Things are getting exciting for us. Finally after the years of planning and our arrival in Grenada to ‘collect’ our dear Shiloh, after a couple weeks of boat maintenance and systems testing and a few trial visits to the bays of southern Grenada over the last two weeks, (all within a few nautical miles of each other), we are now planning our maiden voyage from Grenada’s shores.
Our destination is still less than 50 nautical miles away, and technically we will be within the same set of islands (Grenada, Carriacou and Petite Martinique), but it will be our first sail as a couple alone, our first departure from land as liveaboard cruisers, and a chance to learn anew, the face of a new land. We will also be sailing in tandem with another Cat and a great couple of seasoned sailors we met in Grenada.
Carriacou here we come! 
 In the meantime, today is an engineering day. A day of preparation and of fixing all the things that would otherwise go wrong at the very wrong moment out at sea.
After heaving out both aft cabin beds (despite my having laid fresh clean sheets last night!), Doctor/Captain John spent most of the day under the engine boards. In yogic configurations, his body twisted, sweat poured off his brow, showering down over batteries and carburetors, he worked his magic with voltage metres and cable ties, engines on then off then on again, while I stood by, passing spanners and cutters and the occasional glass of fruit juice. 
 We had a German engineer on board as well in the morning and the two of them ran test after test and commiserated on the mess of wires around the engine.
We have finally decided that a wind generator is not a good idea for us and we have no room for another solar panel (besides, we’d need double the battery capacity we already have and there’s nowhere else under our beds to store them!). So a little portable (and hopefully not too loud) 2KVA generator it is. Captain JW has this and only this in mind now, so that will be tomorrow morning’s first mission. Into town on the bus, buy the outrageously overpriced genset, lumber along in the heat to bring it back home. Theoretically, this will keep our power situation in check on the boat.
I have never had to, wanted to, or been remotely inclined to know this much about power, water, weather, wind. But these things are critical to a life at sea.

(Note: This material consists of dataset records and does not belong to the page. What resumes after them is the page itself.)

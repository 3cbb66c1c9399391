use std::collections::BTreeMap;

use chrono::Utc;
use tokio::sync::RwLock;

use crate::error::{FleetError, Result};
use crate::jobs::record::{JobRecord, JobState};
use crate::jobs::rolling_log::DEFAULT_LOG_CAPACITY;

const DEFAULT_MAX_JOBS: usize = 10_000;

/// In-memory store of job records keyed by an auto-incrementing id.
///
/// Every operation takes the single lock for its own duration only, so HTTP
/// handlers and the lifecycle loop interleave freely. [`JobRepository::all`]
/// returns clones so callers can do slow work without holding the lock.
#[derive(Debug)]
pub struct JobRepository<J: JobRecord> {
    inner: RwLock<Store<J>>,
    max_jobs: usize,
    log_capacity: usize,
}

#[derive(Debug)]
struct Store<J> {
    jobs: BTreeMap<u64, J>,
    next_id: u64,
}

impl<J: JobRecord> Default for JobRepository<J> {
    fn default() -> Self {
        Self::new()
    }
}

impl<J: JobRecord> JobRepository<J> {
    pub fn new() -> Self {
        Self::with_limits(DEFAULT_MAX_JOBS, DEFAULT_LOG_CAPACITY)
    }

    pub fn with_limits(max_jobs: usize, log_capacity: usize) -> Self {
        Self {
            inner: RwLock::new(Store {
                jobs: BTreeMap::new(),
                next_id: 1,
            }),
            max_jobs,
            log_capacity,
        }
    }

    pub fn log_capacity(&self) -> usize {
        self.log_capacity
    }

    /// Validate a driver description, reset it to its initial state and store it.
    pub async fn create(&self, mut job: J) -> Result<J> {
        job.validate()?;
        job.accept(Utc::now(), self.log_capacity);
        self.add(job).await
    }

    /// Store a job under a fresh id. Ids are never reused.
    pub async fn add(&self, mut job: J) -> Result<J> {
        let mut store = self.inner.write().await;
        if store.jobs.len() >= self.max_jobs {
            return Err(FleetError::RepositoryFull(self.max_jobs));
        }
        let id = store.next_id;
        store.next_id += 1;
        job.set_id(id);
        store.jobs.insert(id, job.clone());
        Ok(job)
    }

    pub async fn find(&self, id: u64) -> Option<J> {
        self.inner.read().await.jobs.get(&id).cloned()
    }

    /// Snapshot of every job, ordered by id.
    pub async fn all(&self) -> Vec<J> {
        self.inner.read().await.jobs.values().cloned().collect()
    }

    /// Replace the description of an existing job and record driver contact.
    ///
    /// Supervisor-owned fields survive. The only state a driver may request
    /// is `Deleting`; anything else in the payload is ignored, as is its
    /// heartbeat timestamp.
    pub async fn update(&self, job: J) -> Result<J> {
        job.validate()?;
        let id = job.id();
        let requested = job.state();
        let now = Utc::now();

        let mut store = self.inner.write().await;
        let existing = store.jobs.get_mut(&id).ok_or(FleetError::JobNotFound(id))?;
        existing.merge_update(job);
        existing.touch(now);

        if requested == J::State::DELETING {
            existing.transition(J::State::DELETING)?;
        } else if requested != existing.state() {
            tracing::warn!(
                job_id = id,
                requested = %requested,
                state = %existing.state(),
                "Ignoring state change in update"
            );
        }
        Ok(existing.clone())
    }

    pub async fn remove(&self, id: u64) -> Option<J> {
        self.inner.write().await.jobs.remove(&id)
    }

    /// Run `f` against the stored job while holding the lock.
    pub async fn modify<R>(&self, id: u64, f: impl FnOnce(&mut J) -> R) -> Option<R> {
        let mut store = self.inner.write().await;
        store.jobs.get_mut(&id).map(f)
    }

    /// Record driver contact and return the refreshed job.
    pub async fn touch(&self, id: u64) -> Result<J> {
        let now = Utc::now();
        self.modify(id, |job| {
            job.touch(now);
            job.clone()
        })
        .await
        .ok_or(FleetError::JobNotFound(id))
    }

    pub async fn transition(&self, id: u64, state: J::State) -> Result<bool> {
        self.modify(id, |job| job.transition(state))
            .await
            .ok_or(FleetError::JobNotFound(id))?
    }

    /// Request teardown. Repeated calls are no-ops.
    pub async fn mark_deleting(&self, id: u64) -> Result<bool> {
        self.transition(id, J::State::DELETING).await
    }

    /// Oldest job in the initial state, preferring the given session.
    pub async fn next_waiting(&self, session_id: Option<&str>) -> Option<J> {
        let store = self.inner.read().await;
        let mut waiting = store
            .jobs
            .values()
            .filter(|job| job.state() == J::State::INITIAL);

        match session_id {
            Some(session) => {
                let candidates: Vec<&J> = waiting.collect();
                candidates
                    .iter()
                    .find(|job| job.session_id() == Some(session))
                    .or_else(|| candidates.first())
                    .map(|job| (*job).clone())
            }
            None => waiting.next().cloned(),
        }
    }

    pub async fn len(&self) -> usize {
        self.inner.read().await.jobs.len()
    }

    pub async fn is_empty(&self) -> bool {
        self.inner.read().await.jobs.is_empty()
    }
}
use std::path::PathBuf;
use std::sync::Arc;

use tokio::task::JoinHandle;
use tokio::time::MissedTickBehavior;
use tokio_util::sync::CancellationToken;

use crate::config::{AgentConfig, LifecycleConfig, ScenarioTable};
use crate::error::{FleetError, Result};
use crate::jobs::{JobRecord, JobRepository, ServerJob, ServerState};
use crate::lifecycle::{sweep, LivenessPolicy, Process};
use crate::supervisor::{
    CounterSampler, ServerLauncher, SnapshotTraceCollector, TraceCollector,
};

/// Drives server jobs from `Waiting` to removal.
pub struct ServerLifecycle {
    repository: Arc<JobRepository<ServerJob>>,
    launcher: ServerLauncher,
    tracer: Arc<dyn TraceCollector>,
    config: LifecycleConfig,
    scenarios: ScenarioTable,
    hostname: String,
    liveness: LivenessPolicy,
    sampler: CounterSampler,

    current: Option<u64>,
    current_session: Option<String>,
    last_session: Option<String>,
    process: Process,
    trace_task: Option<JoinHandle<Result<PathBuf>>>,
}

impl ServerLifecycle {
    pub fn new(
        repository: Arc<JobRepository<ServerJob>>,
        launcher: ServerLauncher,
        config: &AgentConfig,
    ) -> Self {
        let lifecycle = config.lifecycle.clone();
        Self {
            repository,
            launcher,
            tracer: Arc::new(SnapshotTraceCollector),
            liveness: LivenessPolicy::new(lifecycle.liveness_timeout()),
            sampler: CounterSampler::new(lifecycle.counter_interval()),
            config: lifecycle,
            scenarios: config.scenarios.clone(),
            hostname: config.hostname.clone(),
            current: None,
            current_session: None,
            last_session: None,
            process: Process::None,
            trace_task: None,
        }
    }

    pub fn with_trace_collector(mut self, tracer: Arc<dyn TraceCollector>) -> Self {
        self.tracer = tracer;
        self
    }

    /// Id of the job this loop currently owns.
    pub fn current(&self) -> Option<u64> {
        self.current
    }

    /// Tick until `shutdown` fires, then stop the owned process.
    pub async fn run(mut self, shutdown: CancellationToken) {
        let mut interval = tokio::time::interval(self.config.tick_interval());
        interval.set_missed_tick_behavior(MissedTickBehavior::Delay);

        tracing::info!(
            tick_ms = self.config.tick_interval_ms,
            liveness_ms = self.config.liveness_timeout_ms,
            "Server lifecycle started"
        );

        loop {
            tokio::select! {
                _ = shutdown.cancelled() => break,
                _ = interval.tick() => self.tick().await,
            }
        }

        self.stop_process().await;
        tracing::info!("Server lifecycle stopped");
    }

    pub async fn tick(&mut self) {
        sweep(&self.repository, &self.liveness, self.current).await;

        if self.current.is_none() {
            self.pick_next().await;
        }
        let Some(id) = self.current else {
            return;
        };

        let Some(job) = self.repository.find(id).await else {
            tracing::warn!(job_id = id, "Owned job vanished from the repository");
            self.stop_process().await;
            self.release();
            return;
        };

        match job.state {
            ServerState::Waiting => self.start(job).await,
            ServerState::Starting => self.check_startup(&job).await,
            ServerState::Running | ServerState::TraceCollected => {
                self.check_running(&job).await;
            }
            ServerState::TraceCollecting => {
                if self.check_running(&job).await {
                    self.check_trace(&job).await;
                }
            }
            ServerState::Failed | ServerState::NotSupported => {
                self.stop_process().await;
                self.release();
            }
            ServerState::Deleting => self.teardown(id).await,
        }
    }

    async fn pick_next(&mut self) {
        let Some(job) = self.repository.next_waiting(self.last_session.as_deref()).await else {
            return;
        };
        tracing::info!(job_id = job.id, scenario = %job.scenario, "Picked up job");
        self.current = Some(job.id);
        self.current_session = job.session_id.clone();
    }

    async fn start(&mut self, job: ServerJob) {
        let id = job.id;

        let Some(path) = self.scenarios.path(&job.scenario) else {
            self.repository
                .modify(id, |job| {
                    if matches!(job.transition(ServerState::NotSupported), Ok(true)) {
                        job.error = Some(format!("scenario '{}' is not supported", job.scenario));
                    }
                })
                .await;
            tracing::info!(job_id = id, scenario = %job.scenario, "Scenario not supported");
            self.release();
            return;
        };
        let url = format!("http://{}:{}{}", self.hostname, job.port, path);

        let snapshot = self
            .repository
            .modify(id, |job| match job.transition(ServerState::Starting) {
                Ok(true) => {
                    job.url = Some(url);
                    Some(job.clone())
                }
                _ => None,
            })
            .await
            .flatten();

        // Lost a race with the driver; the next tick sees the new state
        let Some(snapshot) = snapshot else {
            return;
        };

        tracing::info!(job_id = id, url = ?snapshot.url, "Starting job");
        let launcher = self.launcher.clone();
        self.process = Process::Launching(tokio::spawn(async move {
            launcher.launch(&snapshot).await
        }));
    }

    async fn check_startup(&mut self, job: &ServerJob) {
        let id = job.id;

        if let Some(result) = self.process.finished_launch().await {
            match result {
                Ok(handle) => {
                    let pid = handle.pid();
                    self.repository
                        .modify(id, |job| job.process_id = Some(pid))
                        .await;
                    self.process = Process::Attached(handle);
                }
                Err(e) => {
                    self.fail(id, e.to_string()).await;
                    return;
                }
            }
        }

        let Some(handle) = self.process.handle() else {
            if !self.process.is_launching() {
                self.fail(id, "no process attached to starting job".into()).await;
            }
            return;
        };

        let status = handle.status();
        if status.ready {
            if let Some(Ok(true)) = self
                .repository
                .modify(id, |job| job.transition(ServerState::Running))
                .await
            {
                tracing::info!(job_id = id, pid = handle.pid(), "Application ready");
                self.sampler.reset();
            }
        } else if status.exited {
            let error = exit_message("exited before becoming ready", status.exit_code, job);
            self.fail(id, error).await;
        }
    }

    /// Returns false if the job was failed.
    async fn check_running(&mut self, job: &ServerJob) -> bool {
        let id = job.id;
        let Some(handle) = self.process.handle() else {
            self.fail(id, "process handle lost".into()).await;
            return false;
        };

        let status = handle.status();
        if status.exited {
            let error = exit_message("exited unexpectedly", status.exit_code, job);
            self.fail(id, error).await;
            return false;
        }

        if let Some(counter) = self.sampler.sample_due(handle.pid()) {
            let limit = self.config.max_counter_samples;
            self.repository
                .modify(id, |job| job.record_counter(counter, limit))
                .await;
        }
        true
    }

    async fn check_trace(&mut self, job: &ServerJob) {
        let id = job.id;

        let Some(task) = self.trace_task.as_ref() else {
            let Some(dir) = self.process.handle().and_then(|h| h.working_dir()) else {
                self.fail(id, "no working directory to collect a trace into".into()).await;
                return;
            };
            let dir = dir.to_path_buf();
            let tracer = self.tracer.clone();
            let snapshot = job.clone();
            tracing::info!(job_id = id, "Collecting trace");
            self.trace_task = Some(tokio::spawn(async move {
                tracer.collect(&snapshot, &dir).await
            }));
            return;
        };

        if !task.is_finished() {
            return;
        }
        let Some(task) = self.trace_task.take() else {
            return;
        };
        let result = match task.await {
            Ok(result) => result,
            Err(e) => Err(FleetError::Trace(format!("trace task failed: {}", e))),
        };

        match result {
            Ok(path) => {
                tracing::info!(job_id = id, path = %path.display(), "Trace collected");
                self.repository
                    .modify(id, |job| {
                        if matches!(job.transition(ServerState::TraceCollected), Ok(true)) {
                            job.trace_path = Some(path);
                        }
                    })
                    .await;
            }
            Err(e) => self.fail(id, e.to_string()).await,
        }
    }

    /// Record the error, stop the process and give up ownership. The record
    /// stays visible until the driver deletes it or goes silent.
    async fn fail(&mut self, id: u64, error: String) {
        tracing::warn!(job_id = id, error = %error, "Job failed");
        self.repository
            .modify(id, |job| {
                if matches!(job.transition(ServerState::Failed), Ok(true)) {
                    job.error = Some(error);
                }
            })
            .await;
        self.stop_process().await;
        self.release();
    }

    async fn teardown(&mut self, id: u64) {
        tracing::info!(job_id = id, "Tearing down job");
        self.stop_process().await;
        self.repository.remove(id).await;
        self.release();
        tracing::info!(job_id = id, "Job removed");
    }

    async fn stop_process(&mut self) {
        if let Some(task) = self.trace_task.take() {
            task.abort();
        }
        let supervisor = self.launcher.supervisor().clone();
        if let Some(outcome) = self.process.shutdown(&supervisor).await {
            tracing::debug!(job_id = ?self.current, outcome = ?outcome, "Process stopped");
        }
    }

    fn release(&mut self) {
        self.current = None;
        self.last_session = self.current_session.take();
        self.sampler.reset();
    }
}

fn exit_message(what: &str, exit_code: Option<i32>, job: &ServerJob) -> String {
    let mut message = match exit_code {
        Some(code) => format!("process {} with code {}", what, code),
        None => format!("process {} (killed by signal)", what),
    };
    if let Some(last) = job.output.last_line() {
        message.push_str(": ");
        message.push_str(&last);
    }
    message
}
pub mod agent;
pub mod api;
pub mod config;
pub mod driver;
pub mod error;
pub mod jobs;
pub mod lifecycle;
pub mod shutdown;
pub mod supervisor;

Things which you must learn and understand and ‘get a feel for’, as JW puts it. Needless to say, there is a learning curve for me that’s exponential.
But the flip side of this, is a feeling of gratefulness and appreciation.
When the boat is hot and humid, the air sticking to everything and itself after a rain storm, we open the hatches and the cool breeze flows in and through. It is delicious.
When we arrive back at a marina after weeks out in the bay on anchor, and I’m dreaming of the hot shower that awaits us – to get under that pressurized flow, to feel truly clean and cleansed. It’s decadent.
To sit in the warm yellow light of our porch or cockpit in the evening, all the other lights off to save power, the quaint romantic glow is special. It is an oasis in the dark and a place to hold only us. Cozy in the tropics.
After a long day of hiking or biking through town or working below deck in the boat, the welcome opulence of an ice cold beer is like nothing else. The ice sliding down a brown bottle, the first bitter taste on the tongue and the exhilaration of that first swallow…. Ahhh. Nothing can truly describe it. Beer as blessing, oh yes.
All of these lessons and blessings overwhelm me, and we are only one month and one country in, on a journey that will hold so many more of both. Count me in - I’m onboard for all of it!